Search the listing for the string "Invalid" and copy every line that contains it.

=== Available data ===

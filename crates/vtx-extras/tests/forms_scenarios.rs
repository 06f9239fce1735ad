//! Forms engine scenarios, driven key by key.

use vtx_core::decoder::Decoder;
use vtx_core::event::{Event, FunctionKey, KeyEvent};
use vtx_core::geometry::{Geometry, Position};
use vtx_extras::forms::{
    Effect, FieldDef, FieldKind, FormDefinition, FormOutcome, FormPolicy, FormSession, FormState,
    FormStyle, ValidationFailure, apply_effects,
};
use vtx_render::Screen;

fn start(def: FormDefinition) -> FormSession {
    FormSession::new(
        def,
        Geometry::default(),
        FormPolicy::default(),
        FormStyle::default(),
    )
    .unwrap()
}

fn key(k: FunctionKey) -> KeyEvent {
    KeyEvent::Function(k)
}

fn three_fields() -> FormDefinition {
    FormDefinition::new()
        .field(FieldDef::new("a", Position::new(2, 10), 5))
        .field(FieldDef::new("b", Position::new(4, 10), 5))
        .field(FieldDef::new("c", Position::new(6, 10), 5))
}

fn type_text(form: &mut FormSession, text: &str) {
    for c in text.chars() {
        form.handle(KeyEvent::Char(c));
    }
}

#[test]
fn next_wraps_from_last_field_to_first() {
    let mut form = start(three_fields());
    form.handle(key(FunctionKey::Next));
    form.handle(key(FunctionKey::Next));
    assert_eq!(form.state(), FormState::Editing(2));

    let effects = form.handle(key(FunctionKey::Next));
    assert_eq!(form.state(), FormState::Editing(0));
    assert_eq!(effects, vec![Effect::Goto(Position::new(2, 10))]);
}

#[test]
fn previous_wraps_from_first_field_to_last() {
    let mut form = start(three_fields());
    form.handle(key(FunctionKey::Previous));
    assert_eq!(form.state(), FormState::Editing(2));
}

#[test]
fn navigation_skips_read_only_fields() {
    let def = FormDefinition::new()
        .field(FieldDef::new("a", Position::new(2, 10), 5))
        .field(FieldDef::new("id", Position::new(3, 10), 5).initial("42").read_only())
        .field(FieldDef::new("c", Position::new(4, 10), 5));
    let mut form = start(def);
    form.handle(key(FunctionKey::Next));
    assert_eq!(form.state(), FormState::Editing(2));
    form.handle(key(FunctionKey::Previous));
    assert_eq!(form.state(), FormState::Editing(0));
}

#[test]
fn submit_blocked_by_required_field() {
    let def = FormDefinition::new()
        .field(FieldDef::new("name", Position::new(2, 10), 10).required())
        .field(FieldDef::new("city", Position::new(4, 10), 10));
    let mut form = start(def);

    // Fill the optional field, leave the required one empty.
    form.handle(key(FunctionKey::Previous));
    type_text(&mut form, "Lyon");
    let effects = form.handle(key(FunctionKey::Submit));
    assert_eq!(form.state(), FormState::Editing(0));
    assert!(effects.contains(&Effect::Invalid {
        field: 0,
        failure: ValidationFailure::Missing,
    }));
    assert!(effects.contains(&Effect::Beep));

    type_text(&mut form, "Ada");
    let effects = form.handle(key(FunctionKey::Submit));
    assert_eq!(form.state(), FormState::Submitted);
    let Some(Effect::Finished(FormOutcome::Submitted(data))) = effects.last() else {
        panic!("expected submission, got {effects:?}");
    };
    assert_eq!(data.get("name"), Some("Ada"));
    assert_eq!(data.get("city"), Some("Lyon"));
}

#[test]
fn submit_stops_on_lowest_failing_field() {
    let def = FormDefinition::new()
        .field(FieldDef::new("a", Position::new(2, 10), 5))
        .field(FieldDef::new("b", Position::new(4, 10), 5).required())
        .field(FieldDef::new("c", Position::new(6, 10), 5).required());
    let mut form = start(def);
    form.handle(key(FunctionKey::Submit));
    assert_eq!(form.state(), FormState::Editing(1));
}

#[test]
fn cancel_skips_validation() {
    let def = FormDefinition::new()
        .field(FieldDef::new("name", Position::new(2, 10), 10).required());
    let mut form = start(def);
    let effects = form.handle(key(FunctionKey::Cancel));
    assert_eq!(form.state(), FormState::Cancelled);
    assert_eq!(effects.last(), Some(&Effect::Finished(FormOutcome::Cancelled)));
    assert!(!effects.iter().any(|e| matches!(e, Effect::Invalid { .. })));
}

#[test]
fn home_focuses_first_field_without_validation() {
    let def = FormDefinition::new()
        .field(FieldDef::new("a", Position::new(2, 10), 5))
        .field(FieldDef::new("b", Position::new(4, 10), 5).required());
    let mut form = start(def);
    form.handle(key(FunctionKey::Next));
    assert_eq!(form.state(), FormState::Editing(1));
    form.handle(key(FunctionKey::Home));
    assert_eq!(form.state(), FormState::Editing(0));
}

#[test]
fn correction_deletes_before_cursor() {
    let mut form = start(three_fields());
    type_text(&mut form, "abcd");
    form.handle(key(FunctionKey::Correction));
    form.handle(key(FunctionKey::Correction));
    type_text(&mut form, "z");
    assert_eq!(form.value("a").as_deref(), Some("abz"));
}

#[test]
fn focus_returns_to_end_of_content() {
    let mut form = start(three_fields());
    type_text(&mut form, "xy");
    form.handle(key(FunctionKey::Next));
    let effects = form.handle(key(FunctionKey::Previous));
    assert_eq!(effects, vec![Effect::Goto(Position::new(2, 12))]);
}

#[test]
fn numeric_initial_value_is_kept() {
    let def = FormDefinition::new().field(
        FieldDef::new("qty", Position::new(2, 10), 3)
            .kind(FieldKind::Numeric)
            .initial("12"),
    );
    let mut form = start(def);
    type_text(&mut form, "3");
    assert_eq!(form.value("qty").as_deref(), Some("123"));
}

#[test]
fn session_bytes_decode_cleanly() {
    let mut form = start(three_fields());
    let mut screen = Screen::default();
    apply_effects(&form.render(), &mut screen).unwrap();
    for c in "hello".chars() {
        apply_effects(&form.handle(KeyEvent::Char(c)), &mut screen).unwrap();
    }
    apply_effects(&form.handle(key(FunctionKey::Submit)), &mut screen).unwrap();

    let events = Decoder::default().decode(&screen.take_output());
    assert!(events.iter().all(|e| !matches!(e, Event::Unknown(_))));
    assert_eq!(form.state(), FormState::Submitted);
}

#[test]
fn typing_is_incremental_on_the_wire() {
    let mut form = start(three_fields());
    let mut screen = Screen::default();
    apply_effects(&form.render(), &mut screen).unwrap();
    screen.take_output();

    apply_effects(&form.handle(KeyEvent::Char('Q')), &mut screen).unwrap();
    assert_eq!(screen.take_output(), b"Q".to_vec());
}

===
=== Available data ===

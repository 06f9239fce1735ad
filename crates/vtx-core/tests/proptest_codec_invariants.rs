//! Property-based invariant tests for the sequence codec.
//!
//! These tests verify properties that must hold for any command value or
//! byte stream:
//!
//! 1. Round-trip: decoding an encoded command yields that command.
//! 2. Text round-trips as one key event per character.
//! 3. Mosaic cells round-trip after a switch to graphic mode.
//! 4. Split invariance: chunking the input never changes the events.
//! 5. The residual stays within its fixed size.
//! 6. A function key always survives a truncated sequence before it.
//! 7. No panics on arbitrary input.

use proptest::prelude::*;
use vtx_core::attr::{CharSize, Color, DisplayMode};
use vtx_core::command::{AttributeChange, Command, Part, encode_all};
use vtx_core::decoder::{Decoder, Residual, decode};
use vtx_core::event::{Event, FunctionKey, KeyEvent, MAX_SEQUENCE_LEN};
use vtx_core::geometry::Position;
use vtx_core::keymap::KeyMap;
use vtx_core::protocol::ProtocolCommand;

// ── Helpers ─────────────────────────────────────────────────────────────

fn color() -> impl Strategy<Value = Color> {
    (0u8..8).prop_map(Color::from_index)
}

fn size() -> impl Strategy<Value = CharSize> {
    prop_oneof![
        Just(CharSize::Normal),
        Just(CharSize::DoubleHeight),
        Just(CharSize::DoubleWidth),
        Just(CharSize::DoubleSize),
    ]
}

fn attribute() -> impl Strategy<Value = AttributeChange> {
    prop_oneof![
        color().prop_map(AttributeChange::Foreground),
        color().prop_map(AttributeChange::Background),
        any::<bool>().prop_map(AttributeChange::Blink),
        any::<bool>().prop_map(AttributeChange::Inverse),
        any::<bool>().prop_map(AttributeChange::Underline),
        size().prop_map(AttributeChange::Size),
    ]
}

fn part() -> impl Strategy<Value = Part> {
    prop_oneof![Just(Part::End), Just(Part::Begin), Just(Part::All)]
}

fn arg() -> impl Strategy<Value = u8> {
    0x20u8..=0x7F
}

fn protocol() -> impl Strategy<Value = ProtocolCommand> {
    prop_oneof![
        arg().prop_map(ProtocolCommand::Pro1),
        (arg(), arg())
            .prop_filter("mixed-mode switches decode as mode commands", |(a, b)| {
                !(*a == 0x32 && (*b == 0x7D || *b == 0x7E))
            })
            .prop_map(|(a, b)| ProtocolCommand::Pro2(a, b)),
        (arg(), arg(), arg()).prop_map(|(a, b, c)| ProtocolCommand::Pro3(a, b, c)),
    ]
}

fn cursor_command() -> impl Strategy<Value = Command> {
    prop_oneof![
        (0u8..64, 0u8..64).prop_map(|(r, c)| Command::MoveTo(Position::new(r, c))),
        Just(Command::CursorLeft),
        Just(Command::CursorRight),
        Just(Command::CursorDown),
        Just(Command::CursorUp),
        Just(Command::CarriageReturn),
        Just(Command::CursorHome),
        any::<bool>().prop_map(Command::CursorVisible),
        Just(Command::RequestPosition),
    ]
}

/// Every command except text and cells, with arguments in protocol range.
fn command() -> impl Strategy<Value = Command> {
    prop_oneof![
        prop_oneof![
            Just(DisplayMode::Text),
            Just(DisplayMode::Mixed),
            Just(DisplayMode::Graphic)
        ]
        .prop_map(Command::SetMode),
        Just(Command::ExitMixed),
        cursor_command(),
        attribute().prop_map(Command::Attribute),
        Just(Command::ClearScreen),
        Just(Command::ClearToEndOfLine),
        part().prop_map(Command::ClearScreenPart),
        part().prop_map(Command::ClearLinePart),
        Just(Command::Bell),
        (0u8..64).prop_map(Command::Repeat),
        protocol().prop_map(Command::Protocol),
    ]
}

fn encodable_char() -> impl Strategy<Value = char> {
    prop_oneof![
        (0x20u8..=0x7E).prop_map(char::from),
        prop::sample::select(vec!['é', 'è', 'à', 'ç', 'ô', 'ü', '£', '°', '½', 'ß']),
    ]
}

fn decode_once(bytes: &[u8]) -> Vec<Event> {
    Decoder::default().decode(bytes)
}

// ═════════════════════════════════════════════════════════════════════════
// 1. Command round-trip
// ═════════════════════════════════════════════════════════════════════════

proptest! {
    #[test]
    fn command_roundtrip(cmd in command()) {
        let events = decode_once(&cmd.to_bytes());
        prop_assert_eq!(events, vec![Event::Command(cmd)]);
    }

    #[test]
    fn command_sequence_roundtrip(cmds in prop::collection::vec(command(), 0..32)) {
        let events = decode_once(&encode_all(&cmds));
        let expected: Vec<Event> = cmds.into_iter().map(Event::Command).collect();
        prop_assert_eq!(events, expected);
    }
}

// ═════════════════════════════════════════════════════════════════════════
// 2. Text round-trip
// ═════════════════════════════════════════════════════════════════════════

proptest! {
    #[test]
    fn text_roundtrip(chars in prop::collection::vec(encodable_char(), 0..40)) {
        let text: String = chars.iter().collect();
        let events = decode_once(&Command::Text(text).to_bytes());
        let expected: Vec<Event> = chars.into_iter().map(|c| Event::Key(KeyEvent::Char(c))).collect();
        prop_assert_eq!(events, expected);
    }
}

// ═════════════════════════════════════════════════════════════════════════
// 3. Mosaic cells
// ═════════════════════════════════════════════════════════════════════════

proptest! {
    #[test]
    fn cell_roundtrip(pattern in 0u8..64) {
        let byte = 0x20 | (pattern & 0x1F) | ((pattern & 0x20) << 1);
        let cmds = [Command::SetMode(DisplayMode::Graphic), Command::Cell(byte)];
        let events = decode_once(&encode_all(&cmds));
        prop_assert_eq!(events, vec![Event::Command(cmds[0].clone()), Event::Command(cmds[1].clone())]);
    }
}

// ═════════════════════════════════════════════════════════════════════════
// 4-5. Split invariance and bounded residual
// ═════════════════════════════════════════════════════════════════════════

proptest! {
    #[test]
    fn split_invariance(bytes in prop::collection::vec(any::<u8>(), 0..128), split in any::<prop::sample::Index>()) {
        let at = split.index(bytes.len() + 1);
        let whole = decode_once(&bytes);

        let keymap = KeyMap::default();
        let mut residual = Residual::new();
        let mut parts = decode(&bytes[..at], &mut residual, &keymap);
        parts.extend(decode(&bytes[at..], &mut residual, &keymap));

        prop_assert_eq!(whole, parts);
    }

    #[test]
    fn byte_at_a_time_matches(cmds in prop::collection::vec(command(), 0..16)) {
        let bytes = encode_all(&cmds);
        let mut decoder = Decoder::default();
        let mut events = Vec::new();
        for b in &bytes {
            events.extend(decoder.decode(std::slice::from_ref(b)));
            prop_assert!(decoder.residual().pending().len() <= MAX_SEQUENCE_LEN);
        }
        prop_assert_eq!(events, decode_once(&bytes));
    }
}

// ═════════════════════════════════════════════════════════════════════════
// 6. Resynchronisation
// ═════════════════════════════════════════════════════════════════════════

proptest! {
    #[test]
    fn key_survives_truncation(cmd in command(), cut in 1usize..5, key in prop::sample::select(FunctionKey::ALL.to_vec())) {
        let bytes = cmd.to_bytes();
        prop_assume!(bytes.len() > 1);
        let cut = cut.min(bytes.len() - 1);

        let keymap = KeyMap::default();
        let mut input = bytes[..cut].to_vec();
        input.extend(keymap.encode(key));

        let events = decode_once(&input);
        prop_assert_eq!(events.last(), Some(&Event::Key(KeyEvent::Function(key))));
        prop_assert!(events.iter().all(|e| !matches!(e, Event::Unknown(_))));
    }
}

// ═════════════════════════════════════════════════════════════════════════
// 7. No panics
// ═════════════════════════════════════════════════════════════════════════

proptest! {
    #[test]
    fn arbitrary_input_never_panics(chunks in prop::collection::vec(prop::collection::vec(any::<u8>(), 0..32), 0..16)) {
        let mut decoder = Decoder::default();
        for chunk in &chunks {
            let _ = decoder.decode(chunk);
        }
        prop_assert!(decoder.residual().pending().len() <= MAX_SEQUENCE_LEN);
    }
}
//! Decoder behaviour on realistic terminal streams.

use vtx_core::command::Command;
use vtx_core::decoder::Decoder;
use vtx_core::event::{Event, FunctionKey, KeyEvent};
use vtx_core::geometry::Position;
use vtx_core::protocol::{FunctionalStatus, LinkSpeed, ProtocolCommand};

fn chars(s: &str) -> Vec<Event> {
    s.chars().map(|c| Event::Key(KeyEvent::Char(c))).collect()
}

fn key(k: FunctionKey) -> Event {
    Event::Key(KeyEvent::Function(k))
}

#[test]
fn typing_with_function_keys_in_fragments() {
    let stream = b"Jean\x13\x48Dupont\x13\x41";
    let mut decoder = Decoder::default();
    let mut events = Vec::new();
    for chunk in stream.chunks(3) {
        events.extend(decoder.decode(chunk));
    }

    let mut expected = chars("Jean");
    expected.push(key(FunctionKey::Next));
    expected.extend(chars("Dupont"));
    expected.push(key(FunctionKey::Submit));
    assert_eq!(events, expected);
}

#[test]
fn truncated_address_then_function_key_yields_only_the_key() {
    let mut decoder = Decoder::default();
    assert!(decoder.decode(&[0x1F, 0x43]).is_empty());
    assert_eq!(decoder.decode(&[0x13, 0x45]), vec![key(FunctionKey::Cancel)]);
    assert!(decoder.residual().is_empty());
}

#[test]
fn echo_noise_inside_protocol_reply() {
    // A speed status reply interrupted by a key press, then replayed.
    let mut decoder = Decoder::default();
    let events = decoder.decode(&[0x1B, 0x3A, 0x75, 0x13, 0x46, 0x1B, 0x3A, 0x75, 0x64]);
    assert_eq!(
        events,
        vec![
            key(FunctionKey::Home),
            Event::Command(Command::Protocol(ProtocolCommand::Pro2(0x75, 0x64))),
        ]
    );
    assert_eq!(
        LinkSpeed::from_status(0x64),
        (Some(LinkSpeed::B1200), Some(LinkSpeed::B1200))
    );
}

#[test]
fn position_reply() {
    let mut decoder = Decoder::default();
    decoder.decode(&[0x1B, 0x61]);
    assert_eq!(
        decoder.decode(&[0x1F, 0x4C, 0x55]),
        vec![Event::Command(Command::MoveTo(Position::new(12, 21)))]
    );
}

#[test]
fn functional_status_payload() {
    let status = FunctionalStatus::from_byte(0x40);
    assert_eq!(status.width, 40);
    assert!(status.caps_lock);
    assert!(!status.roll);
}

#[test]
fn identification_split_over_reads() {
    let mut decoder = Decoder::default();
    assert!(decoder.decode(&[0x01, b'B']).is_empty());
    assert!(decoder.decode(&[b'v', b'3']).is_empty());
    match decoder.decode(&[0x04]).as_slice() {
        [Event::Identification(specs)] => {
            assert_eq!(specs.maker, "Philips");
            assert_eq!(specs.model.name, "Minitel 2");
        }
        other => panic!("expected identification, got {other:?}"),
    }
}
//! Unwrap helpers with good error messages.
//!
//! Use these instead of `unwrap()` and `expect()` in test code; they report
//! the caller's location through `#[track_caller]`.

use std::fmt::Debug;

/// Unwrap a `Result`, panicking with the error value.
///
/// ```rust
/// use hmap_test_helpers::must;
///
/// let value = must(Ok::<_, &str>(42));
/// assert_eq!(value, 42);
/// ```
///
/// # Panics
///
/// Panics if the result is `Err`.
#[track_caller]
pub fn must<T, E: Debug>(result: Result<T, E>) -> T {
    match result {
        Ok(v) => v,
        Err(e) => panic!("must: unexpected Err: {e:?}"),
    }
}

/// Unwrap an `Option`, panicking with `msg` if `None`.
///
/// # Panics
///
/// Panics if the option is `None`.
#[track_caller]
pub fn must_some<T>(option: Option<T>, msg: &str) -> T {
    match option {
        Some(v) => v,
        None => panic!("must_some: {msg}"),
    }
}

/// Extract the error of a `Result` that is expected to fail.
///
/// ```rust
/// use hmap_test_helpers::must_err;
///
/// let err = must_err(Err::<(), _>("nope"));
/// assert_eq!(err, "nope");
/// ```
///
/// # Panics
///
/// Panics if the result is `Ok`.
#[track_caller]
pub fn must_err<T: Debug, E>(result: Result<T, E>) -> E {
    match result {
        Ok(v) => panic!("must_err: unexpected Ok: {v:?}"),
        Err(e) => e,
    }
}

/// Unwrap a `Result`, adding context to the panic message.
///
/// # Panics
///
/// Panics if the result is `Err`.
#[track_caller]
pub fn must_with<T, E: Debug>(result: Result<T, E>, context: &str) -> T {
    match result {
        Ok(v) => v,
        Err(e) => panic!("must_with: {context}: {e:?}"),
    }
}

===

Reply »
    assert!(effects.contains(&Effect::Invalid {
    assert!(!effects.iter().any(|e| matches!(e, Effect::Invalid { .. })));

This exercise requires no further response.